Although there have been no cases of “The Bob” here, this county seems to follow along what Denver is doing, and Denver has issued a stay-at-home order for its residents that will be enforced. They are allowed to go the grocery store (and, I presume, work in those stores if they have a job), visit doctors, and go out to exercise and that’s sort of what I’ve been doing. Except I don’t have a doctor here. And I haven’t been braving the grocery stores. (I didn’t stock up on anything but a bit of tuna, so I’m just nibbling my way through leftovers and what little I do have.)

I have been trying to walk a bit every day, and I’ve been looking at videos on knee exercises because I tweaked my knee while sleeping one night, and it hasn’t yet gone back to normal.

And I have been going to sit with a sick friend occasionally when her husband needs to be away. (Yep. Living dangerously!)

The library is closed, and the latest I heard was that all services were suspended, maybe even the quick exchange of books they’d once promised, but I do have emergency books — a stash of unread paperbacks and a Nook with books I would only read in an emergency.
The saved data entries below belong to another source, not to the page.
/// Check every recipe with a subtype against one specification
pub fn specification_report(
    engine: &CostEngine,
    thresholds: &Thresholds,
    specification_id: i64,
    specifications: &[Specification],
    rules: &[SpecificationRule],
    recipes: &[Recipe],
) -> Result<SpecificationReport, ReconcileError> {
    let specification = specifications
        .iter()
        .find(|s| s.id == specification_id)
        .ok_or(ReconcileError::UnknownSpecification(specification_id))?;
    let spec_rules = rules_for_specification(rules, specification_id);

    info!(
        specification = %specification.code,
        rules = spec_rules.len(),
        "Starting specification-level check"
    );

    let mut summary = SpecificationSummary {
        rules: spec_rules.len(),
        ..Default::default()
    };
    let mut results = Vec::new();
    let mut unmatched = Vec::new();
    let mut failures = Vec::new();

    let eligible = recipes
        .iter()
        .filter(|r| r.subtype_id.is_some() && !r.lines.is_empty());

    for recipe in eligible {
        let eval = match engine.evaluate_pair(recipe, specification, &spec_rules) {
            Ok(eval) => eval,
            Err(e) => {
                error!(
                    specification_id = specification.id,
                    recipe_id = recipe.id,
                    error = %e,
                    "Pair evaluation aborted"
                );
                failures.push(PairFailure::new(Some(specification.id), recipe.id, &e));
                continue;
            }
        };

        // Nothing comparable: keep the line issues, skip deviation and breakdown
        let comparable = !eval.is_empty();
        let (reportable, materials) = if comparable {
            summary.recipes_evaluated += 1;
            (
                eval.deviation.is_reportable(thresholds),
                material_breakdown(&eval, thresholds, engine),
            )
        } else {
            summary.recipes_skipped += 1;
            (false, Vec::new())
        };
        if reportable {
            summary.reportable += 1;
            summary.severity.record(eval.deviation.severity);
        }
        summary.materials_flagged += materials.len();
        summary.line_issues += eval
            .issues
            .iter()
            .filter(|i| !matches!(i.kind, IssueKind::StalePrice { .. }))
            .count();
        unmatched.extend(eval.unmatched.iter().cloned());

        if reportable || !materials.is_empty() || !eval.issues.is_empty() {
            results.push(RecipeAgainstSpecification {
                recipe_id: eval.recipe_id,
                recipe_name: eval.recipe_name,
                category: eval.category,
                recipe_total: eval.recipe_total,
                spec_total: eval.spec_total,
                deviation: eval.deviation,
                reportable,
                materials,
                issues: eval.issues,
                unmatched: eval.unmatched,
            });
        }
    }

    summary.failures = failures.len();
    summary.total_issues =
        summary.reportable + summary.materials_flagged + summary.line_issues + summary.failures;

    info!(
        specification = %specification.code,
        evaluated = summary.recipes_evaluated,
        reportable = summary.reportable,
        materials = summary.materials_flagged,
        "Specification-level check finished"
    );

    Ok(SpecificationReport {
        reference_date: engine.prices().today(),
        thresholds: *thresholds,
        specification: specification.clone(),
        recipes: results,
        unmatched: tally_unmatched(unmatched.iter()),
        failures,
        summary,
    })
}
One thing I have been doing differently is experimenting with something I’d once planned to do but never quite got around to doing— using a pee rag. It’s something I learned when preparing for a backpacking trip, and I don’t see why it wouldn’t work inside, too, especially since there is only me here (and especially since I haven’t seen a package of Charmin in the stores for weeks now).

Other than that, the only change in my life is:

That’s right! A daffodil!!

Such a sweetly ordinary thing to see.

Wishing us all the ordinariness we once took for granted.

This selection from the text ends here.